Neue Gesellschaft/Frankfurter Hefte Nr. 10/2019

Totale Kontrolle oder Schließung regulatorischer Lücken?
Über das Sozialkreditsystem in China

Von Genia Kostka


Algorithmusbasierte Scoringsysteme werden immer weiter verbreitet. Ein Algorithmus bestimmt, wie gut oder schlecht eine Person bewertet wird, welche Vorteile sie dementsprechend genießt bzw. welche Strafen sie verdient - basierend auf ihrem Verhalten im Straßenverkehr, dem Einkauf im Internet und der Freundesliste in den sozialen Medien.

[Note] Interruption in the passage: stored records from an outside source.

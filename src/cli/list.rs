use super::ui;
use crate::context::AppContext;
use crate::core::Expense;
use crate::core::aggregate::{DayGroup, filter_period, group_by_day};
use crate::core::analytics::period_totals;
use crate::core::format::CurrencyFormatter;
use crate::core::period::{
    Direction, ViewMode, WeekStart, local_date, navigate, period_label, period_range,
};
use anyhow::Result;
use chrono::{DateTime, NaiveDate, Utc};
use chrono_tz::Tz;
use comfy_table::Cell;
use std::fmt::Display;

/// What a listing is built from; decoupled from the store so it can be
/// rendered for any set of records.
pub struct ListView<'a> {
    pub expenses: &'a [Expense],
    pub mode: ViewMode,
    pub selected: NaiveDate,
    pub now: DateTime<Utc>,
    pub tz: Tz,
    pub week_start: WeekStart,
    pub formatter: CurrencyFormatter,
}

impl Display for ListView<'_> {
    fn fmt(&self, f: &mut std::fmt::Formatter<'_>) -> std::fmt::Result {
        let today = local_date(self.now, self.tz);
        let period = period_range(self.mode, self.selected, self.tz, self.week_start);
        let in_period = filter_period(self.expenses, &period);
        let totals = period_totals(
            self.expenses,
            self.mode,
            self.selected,
            self.tz,
            self.week_start,
        );

        let label = period_label(self.mode, self.selected, today, self.week_start);
        writeln!(f, "{} ({})", ui::paint(&label, ui::Tone::Heading), self.mode)?;

        if in_period.is_empty() {
            let empty = "No expenses recorded for this period.";
            writeln!(f, "\n{}", ui::paint(empty, ui::Tone::Hint))?;
        } else {
            for group in group_by_day(in_period, self.mode, self.selected, self.tz) {
                writeln!(f)?;
                if self.mode != ViewMode::Daily {
                    writeln!(f, "{}", self.day_header(&group, today))?;
                }
                writeln!(f, "{}", self.group_table(&group))?;
            }
        }

        let total = self.formatter.detailed(totals.current);
        write!(f, "\nTotal: {}", ui::paint(&total, ui::Tone::Amount))?;
        if self.mode == ViewMode::Daily {
            let previous = self.formatter.detailed(totals.previous_day);
            write!(f, "\nPrevious day: {previous}")?;
        }

        write!(f, "\n\n{}", self.navigation_hint())
    }
}

impl ListView<'_> {
    pub fn render(&self) -> String {
        self.to_string()
    }

    fn day_header(&self, group: &DayGroup, today: NaiveDate) -> String {
        let label = if group.date == today {
            "Today".to_string()
        } else {
            group.date.format("%b %d, %Y").to_string()
        };
        format!(
            "{} {}",
            ui::paint(&label, ui::Tone::Emphasis),
            ui::paint(
                &format!("({})", self.formatter.detailed(group.total())),
                ui::Tone::Hint
            )
        )
    }

    fn group_table(&self, group: &DayGroup) -> String {
        let mut table = ui::new_styled_table();
        table.set_header(vec![
            ui::header_cell("Time"),
            ui::header_cell("Description"),
            ui::header_cell(&format!("Amount ({})", self.formatter.symbol())),
            ui::header_cell("Id"),
        ]);

        for expense in &group.expenses {
            let time = expense.created_at.with_timezone(&self.tz).format("%-I:%M %p");
            table.add_row(vec![
                Cell::new(time.to_string()),
                Cell::new(&expense.description),
                ui::amount_cell(&self.formatter.detailed(expense.amount)),
                Cell::new(&expense.id),
            ]);
        }
        table.to_string()
    }

    fn navigation_hint(&self) -> String {
        let step = |direction| {
            navigate(
                direction,
                self.mode,
                self.selected,
                self.now,
                self.tz,
                self.week_start,
            )
        };

        let mut hints = Vec::new();
        if let Some(prev) = step(Direction::Prev) {
            hints.push(format!("previous: --date {prev}"));
        }
        if let Some(next) = step(Direction::Next) {
            hints.push(format!("next: --date {next}"));
        }
        ui::paint(&hints.join("  |  "), ui::Tone::Hint)
    }
}

pub async fn run(
    ctx: &AppContext,
    mode: ViewMode,
    selected: NaiveDate,
    now: DateTime<Utc>,
) -> Result<()> {
    let expenses = ctx.expenses.list().await?;
    let view = ListView {
        expenses: &expenses,
        mode,
        selected,
        now,
        tz: ctx.tz(),
        week_start: ctx.config.week_start,
        formatter: ctx.formatter(),
    };
    println!("{}", view.render());
    Ok(())
}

Bald soll dieses Szenario zum Alltag aller Chinesinnen und Chinesen gehören. Vor fünf Jahren beschloss der Staatsrat Chinas, dass bis 2020 weiter an einem Plan zur Einführung eines zentralen Sozialkreditsystems gearbeitet werden soll. In den nächsten Jahren soll es dann landesweit installiert werden, obwohl es hierzu noch keine Festlegung seitens der Regierung gibt. Bereits seit einigen Jahren testen die chinesische Regierung und Chinas große Technologiefirmen verschiedene Bewertungssysteme, welche das Verhalten von Bürgern, ebenso wie das von Unternehmen, Organisationen und Regierungsstellen analysieren. Das Sozialpunktesystem soll offiziell zum Aufbau einer ehrlicheren und vertrauenswürdigeren chinesischen Gesellschaft beitragen. Die Nutzung von Big Data und der Zugriff auf persönliche Daten der Bürger aus praktisch allen Lebensbereichen bedeuten für die Kommunistische Partei Chinas vor allem aber auch einen wichtigen Schritt in Richtung sozialer Kontrolle der Bevölkerung.

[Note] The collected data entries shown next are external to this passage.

use super::ui;
use crate::core::format::{CurrencyFormatter, Preset};
use anyhow::Result;
use comfy_table::Cell;

/// Renders `amount` with one preset, or with every preset as a table.
pub fn render(amount: f64, preset: Option<Preset>, formatter: &CurrencyFormatter) -> String {
    if let Some(preset) = preset {
        return preset.format(amount, formatter.symbol());
    }

    let mut table = ui::new_styled_table();
    table.set_header(vec![ui::header_cell("Preset"), ui::header_cell("Output")]);
    for preset in Preset::ALL {
        table.add_row(vec![
            Cell::new(preset.to_string()),
            ui::amount_cell(&preset.format(amount, formatter.symbol())),
        ]);
    }
    table.to_string()
}

pub fn run(amount: f64, preset: Option<Preset>, formatter: &CurrencyFormatter) -> Result<()> {
    println!("{}", render(amount, preset, formatter));
    Ok(())
}

#[cfg(test)]
mod tests {
    use super::*;

    #[test]
    fn test_render_single_preset() {
        let formatter = CurrencyFormatter::new("$");
        assert_eq!(
            render(1234.56, Some(Preset::Detailed), &formatter),
            "$1,234.56"
        );
    }

    #[test]
    fn test_render_all_presets() {
        let formatter = CurrencyFormatter::new("$");
        let output = render(1234.56, None, &formatter);
        assert!(output.contains("compact"));
        assert!(output.contains("$1.235K"));
        assert!(output.contains("$1.2346K"));
        assert!(output.contains("$1,234.56"));
    }
}
//! Built-in currency table

#[derive(Debug, Clone, Copy, PartialEq, Eq)]
pub struct Currency {
    pub code: &'static str,
    pub name: &'static str,
    pub symbol: &'static str,
}

const fn currency(code: &'static str, name: &'static str, symbol: &'static str) -> Currency {
    Currency { code, name, symbol }
}

pub const CURRENCIES: &[Currency] = &[
    currency("USD", "United States Dollar", "$"),
    currency("EUR", "Euro", "€"),
    currency("GBP", "British Pound Sterling", "£"),
    currency("JPY", "Japanese Yen", "¥"),
    currency("CAD", "Canadian Dollar", "C$"),
    currency("AUD", "Australian Dollar", "A$"),
    currency("CHF", "Swiss Franc", "CHF"),
    currency("CNY", "Chinese Yuan", "¥"),
    currency("INR", "Indian Rupee", "₹"),
    currency("KRW", "South Korean Won", "₩"),
    currency("SGD", "Singapore Dollar", "S$"),
    currency("HKD", "Hong Kong Dollar", "HK$"),
    currency("THB", "Thai Baht", "฿"),
    currency("MYR", "Malaysian Ringgit", "RM"),
    currency("IDR", "Indonesian Rupiah", "Rp"),
    currency("PHP", "Philippine Peso", "₱"),
    currency("VND", "Vietnamese Dong", "₫"),
    currency("TWD", "Taiwan Dollar", "NT$"),
    currency("PKR", "Pakistani Rupee", "₨"),
    currency("BDT", "Bangladeshi Taka", "৳"),
    currency("NOK", "Norwegian Krone", "kr"),
    currency("SEK", "Swedish Krona", "kr"),
    currency("DKK", "Danish Krone", "kr"),
    currency("PLN", "Polish Złoty", "zł"),
    currency("BRL", "Brazilian Real", "R$"),
    currency("MXN", "Mexican Peso", "$"),
    currency("ZAR", "South African Rand", "R"),
    currency("NZD", "New Zealand Dollar", "NZ$"),
    currency("AED", "UAE Dirham", "د.إ"),
    currency("TRY", "Turkish Lira", "₺"),
];

/// Looks up a currency by ISO code, ignoring case.
pub fn find_currency(code: &str) -> Option<&'static Currency> {
    CURRENCIES
        .iter()
        .find(|currency| currency.code.eq_ignore_ascii_case(code.trim()))
}
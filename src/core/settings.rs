//! User preferences: timezone and display currency
use crate::core::currency::find_currency;
use anyhow::{Result, anyhow};
use chrono_tz::Tz;
use serde::{Deserialize, Serialize};
use tracing::warn;

#[derive(Debug, Clone, PartialEq, Serialize, Deserialize)]
#[serde(rename_all = "camelCase")]
pub struct UserSettings {
    /// IANA timezone name. Empty until setup is complete.
    #[serde(default)]
    pub timezone: String,
    #[serde(default)]
    pub currency: String,
    #[serde(default)]
    pub currency_symbol: String,
    #[serde(default)]
    pub is_setup_complete: bool,
}

impl Default for UserSettings {
    fn default() -> Self {
        UserSettings {
            timezone: String::new(),
            currency: "USD".to_string(),
            currency_symbol: "$".to_string(),
            is_setup_complete: false,
        }
    }
}

/// Fields to change; `None` leaves the current value untouched.
#[derive(Debug, Clone, Default)]
pub struct SettingsUpdate {
    pub timezone: Option<String>,
    pub currency: Option<String>,
    pub currency_symbol: Option<String>,
}

impl SettingsUpdate {
    pub fn is_empty(&self) -> bool {
        self.timezone.is_none() && self.currency.is_none() && self.currency_symbol.is_none()
    }
}

impl UserSettings {
    /// Stored settings are only trusted when every field is filled in.
    pub fn is_complete(&self) -> bool {
        !self.timezone.is_empty()
            && !self.currency.is_empty()
            && !self.currency_symbol.is_empty()
            && self.is_setup_complete
    }

    /// Configured timezone, or UTC when unset or unparsable.
    pub fn tz(&self) -> Tz {
        if self.timezone.is_empty() {
            return Tz::UTC;
        }
        parse_timezone(&self.timezone).unwrap_or_else(|e| {
            warn!("{e}, falling back to UTC");
            Tz::UTC
        })
    }

    /// Merges `update` into these settings. Setting a timezone completes
    /// setup; a known currency code without an explicit symbol picks the
    /// symbol from the currency table.
    pub fn apply(&mut self, update: SettingsUpdate) -> Result<()> {
        if let Some(timezone) = update.timezone {
            let tz = parse_timezone(&timezone)?;
            self.timezone = tz.name().to_string();
            self.is_setup_complete = true;
        }

        if let Some(code) = update.currency {
            let code = code.trim().to_uppercase();
            if code.is_empty() {
                return Err(anyhow!("Currency code must not be empty"));
            }
            if update.currency_symbol.is_none() {
                match find_currency(&code) {
                    Some(currency) => self.currency_symbol = currency.symbol.to_string(),
                    None => warn!("Unknown currency {code}, keeping symbol {}", self.currency_symbol),
                }
            }
            self.currency = code;
        }

        if let Some(symbol) = update.currency_symbol {
            if symbol.is_empty() {
                return Err(anyhow!("Currency symbol must not be empty"));
            }
            self.currency_symbol = symbol;
        }

        Ok(())
    }
}

pub fn parse_timezone(name: &str) -> Result<Tz> {
    name.trim()
        .parse::<Tz>()
        .map_err(|_| anyhow!("invalid timezone: {name}"))
}

#[cfg(test)]
mod tests {
    use super::*;

    #[test]
    fn test_defaults_are_incomplete() {
        let settings = UserSettings::default();
        assert!(!settings.is_complete());
        assert_eq!(settings.currency_symbol, "$");
        assert_eq!(settings.tz(), Tz::UTC);
    }

    #[test]
    fn test_setting_timezone_completes_setup() {
        let mut settings = UserSettings::default();
        settings
            .apply(SettingsUpdate {
                timezone: Some("Europe/Berlin".to_string()),
                ..Default::default()
            })
            .unwrap();
        assert!(settings.is_setup_complete);
        assert!(settings.is_complete());
        assert_eq!(settings.tz(), chrono_tz::Europe::Berlin);
    }

    #[test]
    fn test_invalid_timezone_is_rejected() {
        let mut settings = UserSettings::default();
        let result = settings.apply(SettingsUpdate {
            timezone: Some("Mars/Olympus".to_string()),
            ..Default::default()
        });
        assert!(result.is_err());
        assert!(!settings.is_setup_complete);
    }

    #[test]
    fn test_currency_code_picks_symbol() {
        let mut settings = UserSettings::default();
        settings
            .apply(SettingsUpdate {
                currency: Some("gbp".to_string()),
                ..Default::default()
            })
            .unwrap();
        assert_eq!(settings.currency, "GBP");
        assert_eq!(settings.currency_symbol, "£");

        settings
            .apply(SettingsUpdate {
                currency: Some("XTS".to_string()),
                currency_symbol: Some("T".to_string()),
                ..Default::default()
            })
            .unwrap();
        assert_eq!(settings.currency, "XTS");
        assert_eq!(settings.currency_symbol, "T");
    }

    #[test]
    fn test_deserialize_stored_settings() {
        let json = r#"{"timezone":"Asia/Kolkata","currency":"INR","currencySymbol":"₹","isSetupComplete":true}"#;
        let settings: UserSettings = serde_json::from_str(json).unwrap();
        assert!(settings.is_complete());
        assert_eq!(settings.currency_symbol, "₹");

        let partial: UserSettings = serde_json::from_str(r#"{"currency":"EUR"}"#).unwrap();
        assert!(!partial.is_complete());
    }
}
pub mod handlers;
pub mod router;
pub mod state;

pub use router::create_router;
pub use state::AppState;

In über 40 chinesischen Städten finden bereits Pilotprojekte der Regierung statt, welche die Bürger und Unternehmen zum Beispiel mithilfe von Punktesystemen bewerten. Diese Versuchssysteme sind verpflichtend für die lokalen Bürger und Unternehmen. Das Bild dürfte einigen bekannt sein: Auf öffentlichen roten und schwarzen Listen werden besonders »aufrichtige« Menschen oder Unternehmen gewürdigt, daneben »Unaufrichtige« angeprangert. Technologieriesen wie Alibaba und Tencent betreiben zusätzlich freiwillige kommerzielle Sozialkreditsysteme, welche zum Beispiel als Handy-Apps genutzt werden können. Wie schon am Namen erkennbar, berechnen die verschiedenen Kreditsysteme nicht nur ökonomische Faktoren, sondern ebenso soziale Aspekte. Wer häufig Onlinespiele kauft, wird als weniger vertrauenswürdig eingestuft als jemand, der zum Beispiel Babywindeln kauft. Wer mit »unaufrichtigen« Personen online verknüpft ist, wird dadurch ebenfalls abgewertet. Wer für gemeinnützige Zwecke spendet, steigt in der Bewertungsskala.

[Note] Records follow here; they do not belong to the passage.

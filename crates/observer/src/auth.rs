//! Authentication and fingerprinting primitives shared by every HTTP
//! handler: the internal-key check admin endpoints and votes don't use,
//! the admin bearer-token-or-CIDR check, and the salted voter
//! fingerprint derivation (spec §6, §9).

use axum::http::HeaderMap;
use entity_types::error::ApiError;
use entity_types::ids::VoterFingerprint;
use ipnet::IpNet;
use sha2::{Digest, Sha256};
use std::net::IpAddr;
use std::str::FromStr;

pub fn check_internal_key(headers: &HeaderMap, expected: &str) -> Result<(), ApiError> {
    let provided = headers
        .get("X-Internal-Key")
        .and_then(|v| v.to_str().ok())
        .unwrap_or_default();
    if provided == expected {
        Ok(())
    } else {
        Err(ApiError::Auth("missing or invalid internal key".into()))
    }
}

/// Admin endpoints accept either a matching bearer token or a request
/// whose effective peer address falls inside the configured local
/// network.
pub fn check_admin(
    headers: &HeaderMap,
    peer: IpAddr,
    admin_token: &str,
    local_network_cidr: &str,
) -> Result<(), ApiError> {
    if let Some(auth) = headers.get(axum::http::header::AUTHORIZATION) {
        if let Ok(s) = auth.to_str() {
            if let Some(token) = s.strip_prefix("Bearer ") {
                if token == admin_token {
                    return Ok(());
                }
            }
        }
    }

    if let Ok(net) = IpNet::from_str(local_network_cidr) {
        if net.contains(&peer) {
            return Ok(());
        }
    }

    Err(ApiError::Auth(
        "admin endpoint requires a bearer token or local-network origin".into(),
    ))
}

/// Resolves the address to fingerprint: the forwarded address, but only
/// when the direct TCP peer is itself a trusted proxy. Otherwise the
/// direct peer is used, which also collapses the rate limit behind an
/// untrusted proxy — the accepted tradeoff spec'd for this boundary.
pub fn effective_remote_addr(
    headers: &HeaderMap,
    direct_peer: IpAddr,
    trusted_proxy_cidr: &str,
) -> IpAddr {
    let trusted = IpNet::from_str(trusted_proxy_cidr)
        .map(|net| net.contains(&direct_peer))
        .unwrap_or(false);

    if !trusted {
        return direct_peer;
    }

    headers
        .get("X-Forwarded-For")
        .and_then(|v| v.to_str().ok())
        .and_then(|s| s.split(',').next())
        .map(|s| s.trim())
        .and_then(|s| IpAddr::from_str(s).ok())
        .unwrap_or(direct_peer)
}

pub fn fingerprint(ip_salt: &str, addr: IpAddr) -> VoterFingerprint {
    let mut hasher = Sha256::new();
    hasher.update(ip_salt.as_bytes());
    hasher.update(addr.to_string().as_bytes());
    let digest = hasher.finalize();
    let mut bytes = [0u8; 32];
    bytes.copy_from_slice(&digest);
    VoterFingerprint(bytes)
}

#[cfg(test)]
mod tests {
    use super::*;
    use axum::http::HeaderValue;

    #[test]
    fn fingerprint_is_deterministic_and_salt_sensitive() {
        let addr: IpAddr = "203.0.113.5".parse().unwrap();
        let a = fingerprint("salt-a", addr);
        let b = fingerprint("salt-a", addr);
        let c = fingerprint("salt-b", addr);
        assert_eq!(a, b);
        assert_ne!(a, c);
    }

    #[test]
    fn admin_check_accepts_matching_bearer_token() {
        let mut headers = HeaderMap::new();
        headers.insert(
            axum::http::header::AUTHORIZATION,
            HeaderValue::from_static("Bearer secret"),
        );
        let peer: IpAddr = "8.8.8.8".parse().unwrap();
        assert!(check_admin(&headers, peer, "secret", "192.168.0.0/24").is_ok());
    }

    #[test]
    fn admin_check_accepts_local_network_origin_without_token() {
        let headers = HeaderMap::new();
        let peer: IpAddr = "192.168.0.42".parse().unwrap();
        assert!(check_admin(&headers, peer, "secret", "192.168.0.0/24").is_ok());
    }

    #[test]
    fn admin_check_rejects_remote_peer_without_token() {
        let headers = HeaderMap::new();
        let peer: IpAddr = "8.8.8.8".parse().unwrap();
        assert!(check_admin(&headers, peer, "secret", "192.168.0.0/24").is_err());
    }

    #[test]
    fn forwarded_for_ignored_from_untrusted_peer() {
        let mut headers = HeaderMap::new();
        headers.insert(
            "X-Forwarded-For",
            HeaderValue::from_static("203.0.113.9"),
        );
        let direct: IpAddr = "8.8.8.8".parse().unwrap();
        let resolved = effective_remote_addr(&headers, direct, "127.0.0.1/32");
        assert_eq!(resolved, direct);
    }

    #[test]
    fn forwarded_for_honored_from_trusted_proxy() {
        let mut headers = HeaderMap::new();
        headers.insert(
            "X-Forwarded-For",
            HeaderValue::from_static("203.0.113.9"),
        );
        let direct: IpAddr = "127.0.0.1".parse().unwrap();
        let resolved = effective_remote_addr(&headers, direct, "127.0.0.1/32");
        assert_eq!(resolved, "203.0.113.9".parse::<IpAddr>().unwrap());
    }
}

Obwohl bislang noch kein landesweit gültiges System in Kraft getreten ist, kann bereits die Testphase Aufschluss über die Wirkung eines solchen Systems auf die Gesellschaft geben. Mit dem Ziel, Reaktion und Verhalten der chinesischen Bürger in Bezug auf die bereits existierenden Sozialkreditsysteme festzustellen, habe ich in 2018 eine Onlineumfrage mit über 2.200 Chinesinnen und Chinesen und separate Interviews durchgeführt. Die Ergebnisse ermöglichen teils überraschende Einblicke. Während hierzulande die Vorstellung eines auf künstliche Intelligenz gestützten Punktesystems zur Bewertung aller Menschen mit Überwachung und Verletzung demokratischer Grundwerte assoziiert wird und bei vielen auf Ablehnung und Sorge stößt, sind in China negative Stimmen in der Minderheit. Laut meiner Studie, welche die Gesamtheit der chinesischen Internetnutzer repräsentieren soll, heißen 80 % der Menschen ein Sozialkreditsystem »sehr gut« oder »relativ gut«. Der Anteil der Zustimmung mit »sehr gut« ist dabei mit fast 50 % aller Teilnehmenden der mit Abstand größte. Nur 1 % drückte leichte bis starke Ablehnung aus, während die übrigen 19 % neutral blieben. Diese letzte Zahl könnte jedoch darauf hinweisen, dass trotz außergewöhnlich hoher positiver Resonanz zumindest jeder fünfte Chinese nicht von dem Bewertungssystem überzeugt ist, ihm vielleicht sogar skeptisch gegenübersteht.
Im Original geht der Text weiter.